Another example also concerns the problems related to disability. A woman was living with her husband and their five children, three of whom have special needs, including physical disabilities, in a three-bedroom house. That is a reasonable size, but given the children's difficulties it was hard. On top of that they were being bullied by other children on the estate. Because of the children's disabilities, they were targeted and harassed. That raises two issues, one about the standard of accommodation and another about how to manage harassment and bullying when it comes to housing provision. I hope that my hon. Friend can say something about when the standards for overcrowding will come out. What cognisance will be given to children with special needs and disabilities?
As Northampton grows, the existing properties need to be improved along with the new build, because it will not help community cohesion if some people move into nice new properties while others see their personal circumstances, living standards and neighbourhoods deteriorate.
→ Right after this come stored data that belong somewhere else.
//! FASTA to pseudo-GFF3 gene spans
//!
//! Every FASTA record becomes a single `gene` feature spanning the whole
//! record, which is enough for the browser to search and display named
//! CDS or genome segments without a real annotation.

use std::fs::File;
use std::io::{BufRead, BufReader, BufWriter, Write};
use std::path::Path;
use serde::{Deserialize, Serialize};
use thiserror::Error;

use crate::types::Position;

pub const GFF3_HEADER: &str = "##gff-version 3";

#[derive(Debug, Error)]
pub enum ConvertError {
    #[error("Header on line {line} has no field {field} (fields are '|'-separated): {header}")]
    MissingHeaderField {
        line: usize,
        field: usize,
        header: String,
    },
    #[error("IO error: {0}")]
    Io(#[from] std::io::Error),
}

/// Which `|`-separated header field holds the feature ID
#[derive(Debug, Clone, Copy, PartialEq, Eq, Serialize, Deserialize)]
#[serde(rename_all = "lowercase")]
pub enum HeaderLayout {
    /// Full-genome headers, `>db|ID|...`
    Genome,
    /// CDS headers, `>ID|...`
    Cds,
}

impl HeaderLayout {
    pub fn field_index(self) -> usize {
        match self {
            HeaderLayout::Genome => 1,
            HeaderLayout::Cds => 0,
        }
    }

    fn extract_id(self, header: &str, line: usize) -> Result<String, ConvertError> {
        header
            .split('|')
            .nth(self.field_index())
            .map(|id| id.trim().to_string())
            .ok_or_else(|| ConvertError::MissingHeaderField {
                line,
                field: self.field_index() + 1,
                header: header.to_string(),
            })
    }
}

fn write_span<W: Write>(writer: &mut W, id: &str, length: Position) -> std::io::Result<()> {
    writeln!(writer, "{id}\t.\tgene\t1\t{length}\t.\t+\t.\tID={id}")
}

/// Stream FASTA records from `reader` into pseudo-GFF3 lines on `writer`.
/// Returns the number of features written.
pub fn write_gene_spans<R: BufRead, W: Write>(
    reader: R,
    mut writer: W,
    layout: HeaderLayout,
) -> Result<usize, ConvertError> {
    writeln!(writer, "{GFF3_HEADER}")?;

    let mut current: Option<(String, Position)> = None;
    let mut features = 0;

    for (index, line) in reader.lines().enumerate() {
        let line = line?;
        let line = line.trim();

        if let Some(header) = line.strip_prefix('>') {
            if let Some((id, length)) = current.take() {
                write_span(&mut writer, &id, length)?;
                features += 1;
            }
            let id = layout.extract_id(header, index + 1)?;
            if id.is_empty() {
                log::warn!("Skipping FASTA record with an empty ID on line {}", index + 1);
                current = None;
            } else {
                current = Some((id, 0));
            }
        } else if let Some((_, length)) = current.as_mut() {
            *length += line.len() as Position;
        }
    }

    if let Some((id, length)) = current {
        write_span(&mut writer, &id, length)?;
        features += 1;
    }

    writer.flush()?;
    Ok(features)
}

/// Convert `fasta` into a pseudo-GFF3 file at `gff`.
///
/// Returns `Ok(false)` without touching anything when `gff` already exists.
pub fn convert_fasta_to_gff<P: AsRef<Path>, Q: AsRef<Path>>(
    fasta: P,
    gff: Q,
    layout: HeaderLayout,
) -> Result<bool, ConvertError> {
    let gff = gff.as_ref();
    if gff.exists() {
        log::info!("GFF file {} already exists, skipping conversion", gff.display());
        return Ok(false);
    }

    log::info!(
        "Converting {} to pseudo-GFF3 at {}",
        fasta.as_ref().display(),
        gff.display()
    );
    let reader = BufReader::new(File::open(fasta.as_ref())?);

    let dir = gff.parent().filter(|p| !p.as_os_str().is_empty()).unwrap_or(Path::new("."));
    let mut tmp = tempfile::NamedTempFile::new_in(dir)?;
    let features = write_gene_spans(reader, BufWriter::new(tmp.as_file_mut()), layout)?;
    tmp.persist(gff).map_err(|e| e.error)?;

    log::info!("Wrote {} gene spans to {}", features, gff.display());
    Ok(true)
}
use flate2::read::MultiGzDecoder;
use std::fmt;
use std::fs::File;
use std::io::{BufRead, BufReader};
use std::path::{Path, PathBuf};

use crate::error::{PipelineError, Result};
use crate::types::Dataset;

/// Where a file is in its download-to-index lifecycle.
///
/// `Validated` and `Sorted` leave nothing distinct on disk; detection never
/// reports them and the stages that produce them always run from the state
/// before.
#[derive(Debug, Clone, Copy, PartialEq, Eq, PartialOrd, Ord, Hash)]
pub enum ArtifactState {
    Absent,
    Downloaded,
    Validated,
    Decompressed,
    Sorted,
    Compressed,
    Indexed,
}

impl fmt::Display for ArtifactState {
    fn fmt(&self, f: &mut fmt::Formatter<'_>) -> fmt::Result {
        let name = match self {
            ArtifactState::Absent => "absent",
            ArtifactState::Downloaded => "downloaded",
            ArtifactState::Validated => "validated",
            ArtifactState::Decompressed => "decompressed",
            ArtifactState::Sorted => "sorted",
            ArtifactState::Compressed => "compressed",
            ArtifactState::Indexed => "indexed",
        };
        f.write_str(name)
    }
}

#[derive(Debug, Clone, Copy, PartialEq, Eq)]
pub enum ArtifactKind {
    /// `<key>.fa.gz` → `<key>.fa` → `<key>.fa.fai`
    Sequence,
    /// `<gff>.gz` → `<gff>` → `<gff>.gz` (bgzip) → `<gff>.gz.tbi`
    Annotation,
}

impl ArtifactKind {
    /// Format name and expected first-line prefix of the decompressed download.
    /// Genomes go straight from download to decompression and have none.
    pub fn signature(self) -> Option<(&'static str, &'static str)> {
        match self {
            ArtifactKind::Sequence => None,
            ArtifactKind::Annotation => Some(("GFF3", "##gff-version")),
        }
    }
}

/// The files one pipeline run reads and writes
#[derive(Debug, Clone, PartialEq, Eq)]
pub struct ArtifactPaths {
    pub kind: ArtifactKind,
    /// Decompressed file
    pub source: PathBuf,
    /// Downloaded or bgzip-compressed file
    pub compressed: PathBuf,
    /// Final artifact (`.fai` or `.tbi`)
    pub index: PathBuf,
}

fn with_suffix(path: &Path, suffix: &str) -> PathBuf {
    let mut name = path.as_os_str().to_os_string();
    name.push(suffix);
    PathBuf::from(name)
}

impl ArtifactPaths {
    pub fn sequence(output_dir: &Path, dataset: &Dataset) -> Self {
        let source = output_dir.join(dataset.sequence_file());
        Self {
            kind: ArtifactKind::Sequence,
            compressed: with_suffix(&source, ".gz"),
            index: with_suffix(&source, ".fai"),
            source,
        }
    }

    pub fn annotation(output_dir: &Path, file_name: &str) -> Self {
        let source = output_dir.join(file_name);
        let compressed = with_suffix(&source, ".gz");
        Self {
            kind: ArtifactKind::Annotation,
            index: with_suffix(&compressed, ".tbi"),
            compressed,
            source,
        }
    }

    /// Scratch output of the sort stage
    pub fn sorted(&self) -> PathBuf {
        with_suffix(&self.source, ".sorted")
    }

    pub fn state(&self) -> ArtifactState {
        match self.kind {
            ArtifactKind::Sequence => {
                if self.index.exists() {
                    ArtifactState::Indexed
                } else if self.source.exists() {
                    ArtifactState::Decompressed
                } else if self.compressed.exists() {
                    ArtifactState::Downloaded
                } else {
                    ArtifactState::Absent
                }
            }
            ArtifactKind::Annotation => {
                match (self.index.exists(), self.compressed.exists(), self.source.exists()) {
                    (true, _, _) => ArtifactState::Indexed,
                    (false, true, true) => ArtifactState::Compressed,
                    (false, true, false) => ArtifactState::Downloaded,
                    (false, false, true) => ArtifactState::Decompressed,
                    (false, false, false) => ArtifactState::Absent,
                }
            }
        }
    }

    /// Check that the downloaded `.gz` decompresses to the expected format
    pub fn validate_download(&self) -> Result<()> {
        let Some((format, prefix)) = self.kind.signature() else {
            return Ok(());
        };
        let invalid = |message: String| PipelineError::ValidationFailed {
            path: self.compressed.clone(),
            format,
            message,
        };

        let file = File::open(&self.compressed)?;
        let mut reader = BufReader::new(MultiGzDecoder::new(file));
        let mut first_line = String::new();
        reader
            .read_line(&mut first_line)
            .map_err(|e| invalid(format!("cannot decompress: {}", e)))?;

        if first_line.trim_start().starts_with(prefix) {
            log::debug!("{} is a gzipped {} file", self.compressed.display(), format);
            Ok(())
        } else {
            Err(invalid(format!(
                "first line {:?} does not start with {:?}",
                first_line.trim_end(),
                prefix
            )))
        }
    }
}
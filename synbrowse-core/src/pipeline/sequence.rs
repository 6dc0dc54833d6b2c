use super::{ArtifactPaths, ArtifactState, Stages};
use crate::command::{CommandRunner, Invocation};
use crate::error::Result;
use crate::types::Dataset;

/// Download, decompress and `samtools faidx` a genome.
///
/// There is no content check; whatever gunzip produces goes to samtools.
///
/// Resumes from whatever is already on disk; an existing `.fai` skips the
/// whole pipeline.
pub fn prepare_sequence<R: CommandRunner>(stages: &mut Stages<'_, R>, dataset: &Dataset) -> Result<ArtifactPaths> {
    let paths = ArtifactPaths::sequence(stages.output_dir(), dataset);
    let state = paths.state();

    if state == ArtifactState::Indexed {
        log::info!("{} genome is already prepared, skipping", dataset.name);
        stages.skipped();
        return Ok(paths);
    }
    log::info!("Preparing {} genome (currently {})", dataset.name, state);

    if state < ArtifactState::Downloaded {
        stages.download(&dataset.genome_url, &paths.compressed)?;
    }

    if state < ArtifactState::Decompressed {
        let gunzip = Invocation::new(stages.tools().gunzip.as_str())
            .arg("-f")
            .arg(&paths.compressed);
        stages.exec(gunzip)?;
        stages.expect_output(&paths.source)?;
    }

    let faidx = Invocation::new(stages.tools().samtools.as_str())
        .arg("faidx")
        .arg(&paths.source);
    stages.exec(faidx)?;
    stages.expect_output(&paths.index)?;

    log::info!("{} genome indexed at {}", dataset.name, paths.index.display());
    Ok(paths)
}
use std::fs;
use std::path::PathBuf;

use super::{ArtifactPaths, ArtifactState, Stages};
use crate::command::{CommandRunner, Invocation};
use crate::error::{PipelineError, Result};
use crate::io::gene_spans::convert_fasta_to_gff;
use crate::types::{Dataset, GeneSpanSource};

/// Download, validate, decompress, sort, bgzip and tabix an annotation file
pub fn prepare_annotation<R: CommandRunner>(stages: &mut Stages<'_, R>, dataset: &Dataset) -> Result<ArtifactPaths> {
    let paths = ArtifactPaths::annotation(stages.output_dir(), &dataset.annotation_file);
    let state = paths.state();

    if state == ArtifactState::Indexed {
        log::info!("{} annotations are already prepared, skipping", dataset.name);
        stages.skipped();
        return Ok(paths);
    }
    log::info!("Preparing {} annotations (currently {})", dataset.name, state);

    if state < ArtifactState::Downloaded {
        stages.download(&dataset.annotation_url, &paths.compressed)?;
    }

    let state = if state < ArtifactState::Decompressed {
        paths.validate_download()?;
        log::info!("{} is a valid gzipped GFF3 file", paths.compressed.display());
        let gunzip = Invocation::new(stages.tools().gunzip.as_str())
            .arg("-f")
            .arg(&paths.compressed);
        stages.exec(gunzip)?;
        stages.expect_output(&paths.source)?;
        ArtifactState::Decompressed
    } else {
        state
    };

    finish(stages, &paths, state)?;
    log::info!("{} annotations indexed at {}", dataset.name, paths.index.display());
    Ok(paths)
}

/// Convert a local FASTA into a pseudo-GFF3 gene track and index it.
///
/// Returns `None` when the FASTA is not there; the gene-span track is optional.
pub fn prepare_gene_spans<R: CommandRunner>(
    stages: &mut Stages<'_, R>,
    dataset: &Dataset,
    spans: &GeneSpanSource,
) -> Result<Option<ArtifactPaths>> {
    let paths = ArtifactPaths::annotation(stages.output_dir(), &spans.gff);
    let state = paths.state();

    if state == ArtifactState::Indexed {
        log::info!("{} gene spans are already prepared, skipping", dataset.name);
        stages.skipped();
        return Ok(Some(paths));
    }

    let state = if state == ArtifactState::Absent {
        let fasta = gene_span_fasta(stages, spans);
        if !fasta.exists() {
            log::info!(
                "No gene span FASTA for {} at {}, skipping that track",
                dataset.name,
                fasta.display()
            );
            return Ok(None);
        }
        convert_fasta_to_gff(&fasta, &paths.source, spans.header)?;
        ArtifactState::Decompressed
    } else if state == ArtifactState::Downloaded {
        // only the compressed copy survived
        paths.validate_download()?;
        let gunzip = Invocation::new(stages.tools().gunzip.as_str())
            .arg("-f")
            .arg(&paths.compressed);
        stages.exec(gunzip)?;
        ArtifactState::Decompressed
    } else {
        state
    };

    finish(stages, &paths, state)?;
    Ok(Some(paths))
}

fn gene_span_fasta<R: CommandRunner>(stages: &Stages<'_, R>, spans: &GeneSpanSource) -> PathBuf {
    if spans.fasta.is_absolute() {
        spans.fasta.clone()
    } else {
        stages.output_dir().join(&spans.fasta)
    }
}

/// Run the stages after `state` up to `Indexed`
fn finish<R: CommandRunner>(stages: &mut Stages<'_, R>, paths: &ArtifactPaths, state: ArtifactState) -> Result<()> {
    if state < ArtifactState::Compressed {
        sort(stages, paths)?;
        compress(stages, paths)?;
    }
    index(stages, paths)
}

/// `LC_ALL=C sort -k1,1 -k4,4n` in place
pub(crate) fn sort<R: CommandRunner>(stages: &mut Stages<'_, R>, paths: &ArtifactPaths) -> Result<()> {
    let sorted = paths.sorted();
    let invocation = Invocation::new(stages.tools().sort.as_str())
        .env("LC_ALL", "C")
        .args(["-k1,1", "-k4,4n"])
        .arg(&paths.source)
        .stdout_to(&sorted);

    log::info!("Sorting {}", paths.source.display());
    stages.exec(invocation).map_err(|e| PipelineError::SortFailed {
        path: paths.source.clone(),
        message: e.to_string(),
    })?;
    fs::rename(&sorted, &paths.source).map_err(|e| PipelineError::SortFailed {
        path: paths.source.clone(),
        message: e.to_string(),
    })
}

/// `bgzip -c <gff> > <gff>.gz`, keeping the source for later recompression
pub(crate) fn compress<R: CommandRunner>(stages: &mut Stages<'_, R>, paths: &ArtifactPaths) -> Result<()> {
    if !paths.source.exists() {
        return Err(PipelineError::MissingArtifact(paths.source.clone()));
    }
    let invocation = Invocation::new(stages.tools().bgzip.as_str())
        .arg("-c")
        .arg(&paths.source)
        .stdout_to(&paths.compressed);

    log::info!("Compressing {} with BGZF", paths.source.display());
    stages.exec(invocation)?;
    stages.expect_output(&paths.compressed)
}

/// `tabix -f -p gff <gff>.gz`
pub(crate) fn index<R: CommandRunner>(stages: &mut Stages<'_, R>, paths: &ArtifactPaths) -> Result<()> {
    let invocation = Invocation::new(stages.tools().tabix.as_str())
        .args(["-f", "-p", "gff"])
        .arg(&paths.compressed);

    log::info!("Indexing {}", paths.compressed.display());
    stages.exec(invocation)?;
    stages.expect_output(&paths.index)
}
If a town is to grow and be successful, everybody needs to share in the good fortune of its growth and development.
In all the discussion about "Every Child Matters", attention was paid to many issues, but there was no focus on housing, which has always been a slight problem. Unless the problems that I have identified are resolved, we will not be able to deal with some of the issues of vulnerability and social exclusion. Those under particular housing pressure are disabled people, young parents, single parents, victims of domestic violence and children, especially disabled children. For the most part, those are the very people whom social housing was designed to support. I expect that my hon. Friend the Minister will say that it is the local authority's responsibility, and I accept that, but it is important that pressure is put on the local authority and steps are taken to ensure that my constituents get better housing services. They need to see the prospect of improvements in their lives and a constructive future for their families.